Items listed in a dataset:
-----

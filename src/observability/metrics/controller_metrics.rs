//! # Controller Metrics
//!
//! Reconcile durations, error counters and cycle counters.

use crate::observability::metrics::registry::REGISTRY;
use anyhow::Result;
use prometheus::{Histogram, HistogramOpts, HistogramVec, IntCounter, IntCounterVec, Opts};
use std::sync::LazyLock;

static RECONCILE_DURATION: LazyLock<HistogramVec> = LazyLock::new(|| {
    HistogramVec::new(
        HistogramOpts::new(
            "platform_status_reconciler_reconcile_duration_seconds",
            "Duration of a single vcluster status reconcile in seconds",
        ),
        &["name"],
    )
    .expect("Failed to create RECONCILE_DURATION metric - this should never happen")
});

static ERRORS_TOTAL: LazyLock<IntCounterVec> = LazyLock::new(|| {
    IntCounterVec::new(
        Opts::new(
            "platform_status_reconciler_errors_total",
            "Total number of probe and status write errors per vcluster",
        ),
        &["name"],
    )
    .expect("Failed to create ERRORS_TOTAL metric - this should never happen")
});

static RECONCILES_TOTAL: LazyLock<IntCounter> = LazyLock::new(|| {
    IntCounter::new(
        "platform_status_reconciler_reconciles_total",
        "Total number of completed reconcile cycles",
    )
    .expect("Failed to create RECONCILES_TOTAL metric - this should never happen")
});

static LISTING_ERRORS_TOTAL: LazyLock<IntCounterVec> = LazyLock::new(|| {
    IntCounterVec::new(
        Opts::new(
            "platform_status_reconciler_listing_errors_total",
            "Total number of failed list requests by resource",
        ),
        &["resource"],
    )
    .expect("Failed to create LISTING_ERRORS_TOTAL metric - this should never happen")
});

static CYCLE_DURATION: LazyLock<Histogram> = LazyLock::new(|| {
    Histogram::with_opts(
        HistogramOpts::new(
            "platform_status_reconciler_cycle_duration_seconds",
            "Duration of a full reconcile cycle in seconds",
        )
        .buckets(vec![0.5, 1.0, 2.5, 5.0, 10.0, 30.0, 60.0, 120.0]),
    )
    .expect("Failed to create CYCLE_DURATION metric - this should never happen")
});

pub(crate) fn register_controller_metrics() -> Result<()> {
    REGISTRY.register(Box::new(RECONCILE_DURATION.clone()))?;
    REGISTRY.register(Box::new(ERRORS_TOTAL.clone()))?;
    REGISTRY.register(Box::new(RECONCILES_TOTAL.clone()))?;
    REGISTRY.register(Box::new(LISTING_ERRORS_TOTAL.clone()))?;
    REGISTRY.register(Box::new(CYCLE_DURATION.clone()))?;
    Ok(())
}

pub fn observe_reconcile_duration(name: &str, duration: f64) {
    RECONCILE_DURATION.with_label_values(&[name]).observe(duration);
}

pub fn increment_errors(name: &str) {
    ERRORS_TOTAL.with_label_values(&[name]).inc();
}

pub fn errors_total(name: &str) -> u64 {
    ERRORS_TOTAL.with_label_values(&[name]).get()
}

pub fn increment_reconciles_total() {
    RECONCILES_TOTAL.inc();
}

pub fn reconciles_total() -> u64 {
    RECONCILES_TOTAL.get()
}

pub fn increment_listing_errors(resource: &str) {
    LISTING_ERRORS_TOTAL.with_label_values(&[resource]).inc();
}

pub fn listing_errors_total(resource: &str) -> u64 {
    LISTING_ERRORS_TOTAL.with_label_values(&[resource]).get()
}

pub fn observe_cycle_duration(duration: f64) {
    CYCLE_DURATION.observe(duration);
}

#[cfg(test)]
mod tests {
    use super::*;

    #[test]
    fn test_increment_errors() {
        let before = errors_total("cm-errors");
        increment_errors("cm-errors");
        increment_errors("cm-errors");
        assert_eq!(errors_total("cm-errors"), before + 2);
    }

    #[test]
    fn test_increment_reconciles_total() {
        let before = reconciles_total();
        increment_reconciles_total();
        assert!(reconciles_total() > before);
    }

    #[test]
    fn test_increment_listing_errors() {
        let before = listing_errors_total("cm-test-resource");
        increment_listing_errors("cm-test-resource");
        assert_eq!(listing_errors_total("cm-test-resource"), before + 1);
    }

    #[test]
    fn test_observe_reconcile_duration() {
        observe_reconcile_duration("cm-duration", 0.25);
        let histogram = RECONCILE_DURATION.with_label_values(&["cm-duration"]);
        assert!(histogram.get_sample_count() >= 1);
    }

    #[test]
    fn test_observe_cycle_duration() {
        let before = CYCLE_DURATION.get_sample_count();
        observe_cycle_duration(1.5);
        assert!(CYCLE_DURATION.get_sample_count() > before);
    }
}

-----

DIRECTIONS FOR THIS TASK: An exact repetition of the data above is all that is needed.

TASK SOLUTION:
filename src/observability/metrics/controller_metrics.rs
//! # Controller Metrics
//!
//! Reconcile durations, error counters and cycle counters.

use crate::observability::metrics::registry::REGISTRY;
use anyhow::Result;
use prometheus::{Histogram, HistogramOpts, HistogramVec, IntCounter, IntCounterVec, Opts};
use std::sync::LazyLock;

static RECONCILE_DURATION: LazyLock<HistogramVec> = LazyLock::new(|| {
    HistogramVec::new(
        HistogramOpts::new(
            "platform_status_reconciler_reconcile_duration_seconds",
            "Duration of a single vcluster status reconcile in seconds",
        ),
        &["name"],
    )
    .expect("Failed to create RECONCILE_DURATION metric - this should never happen")
});

static ERRORS_TOTAL: LazyLock<IntCounterVec> = LazyLock::new(|| {
    IntCounterVec::new(
        Opts::new(
            "platform_status_reconciler_errors_total",
            "Total number of probe and status write errors per vcluster",
        ),
        &["name"],
    )
    .expect("Failed to create ERRORS_TOTAL metric - this should never happen")
});

static RECONCILES_TOTAL: LazyLock<IntCounter> = LazyLock::new(|| {
    IntCounter::new(
        "platform_status_reconciler_reconciles_total",
        "Total number of completed reconcile cycles",
    )
    .expect("Failed to create RECONCILES_TOTAL metric - this should never happen")
});

static LISTING_ERRORS_TOTAL: LazyLock<IntCounterVec> = LazyLock::new(|| {
    IntCounterVec::new(
        Opts::new(
            "platform_status_reconciler_listing_errors_total",
            "Total number of failed list requests by resource",
        ),
        &["resource"],
    )
    .expect("Failed to create LISTING_ERRORS_TOTAL metric - this should never happen")
});

static CYCLE_DURATION: LazyLock<Histogram> = LazyLock::new(|| {
    Histogram::with_opts(
        HistogramOpts::new(
            "platform_status_reconciler_cycle_duration_seconds",
            "Duration of a full reconcile cycle in seconds",
        )
        .buckets(vec![0.5, 1.0, 2.5, 5.0, 10.0, 30.0, 60.0, 120.0]),
    )
    .expect("Failed to create CYCLE_DURATION metric - this should never happen")
});

pub(crate) fn register_controller_metrics() -> Result<()> {
    REGISTRY.register(Box::new(RECONCILE_DURATION.clone()))?;
    REGISTRY.register(Box::new(ERRORS_TOTAL.clone()))?;
    REGISTRY.register(Box::new(RECONCILES_TOTAL.clone()))?;
    REGISTRY.register(Box::new(LISTING_ERRORS_TOTAL.clone()))?;
    REGISTRY.register(Box::new(CYCLE_DURATION.clone()))?;
    Ok(())
}

pub fn observe_reconcile_duration(name: &str, duration: f64) {
    RECONCILE_DURATION.with_label_values(&[name]).observe(duration);
}

pub fn increment_errors(name: &str) {
    ERRORS_TOTAL.with_label_values(&[name]).inc();
}

pub fn errors_total(name: &str) -> u64 {
    ERRORS_TOTAL.with_label_values(&[name]).get()
}

pub fn increment_reconciles_total() {
    RECONCILES_TOTAL.inc();
}

pub fn reconciles_total() -> u64 {
    RECONCILES_TOTAL.get()
}

pub fn increment_listing_errors(resource: &str) {
    LISTING_ERRORS_TOTAL.with_label_values(&[resource]).inc();
}

pub fn listing_errors_total(resource: &str) -> u64 {
    LISTING_ERRORS_TOTAL.with_label_values(&[resource]).get()
}

pub fn observe_cycle_duration(duration: f64) {
    CYCLE_DURATION.observe(duration);
}

#[cfg(test)]
mod tests {
    use super::*;

    #[test]
    fn test_increment_errors() {
        let before = errors_total("cm-errors");
        increment_errors("cm-errors");
        increment_errors("cm-errors");
        assert_eq!(errors_total("cm-errors"), before + 2);
    }

    #[test]
    fn test_increment_reconciles_total() {
        let before = reconciles_total();
        increment_reconciles_total();
        assert!(reconciles_total() > before);
    }

    #[test]
    fn test_increment_listing_errors() {
        let before = listing_errors_total("cm-test-resource");
        increment_listing_errors("cm-test-resource");
        assert_eq!(listing_errors_total("cm-test-resource"), before + 1);
    }

    #[test]
    fn test_observe_reconcile_duration() {
        observe_reconcile_duration("cm-duration", 0.25);
        let histogram = RECONCILE_DURATION.with_label_values(&["cm-duration"]);
        assert!(histogram.get_sample_count() >= 1);
    }

    #[test]
    fn test_observe_cycle_duration() {
        let before = CYCLE_DURATION.get_sample_count();
        observe_cycle_duration(1.5);
        assert!(CYCLE_DURATION.get_sample_count() > before);
    }
}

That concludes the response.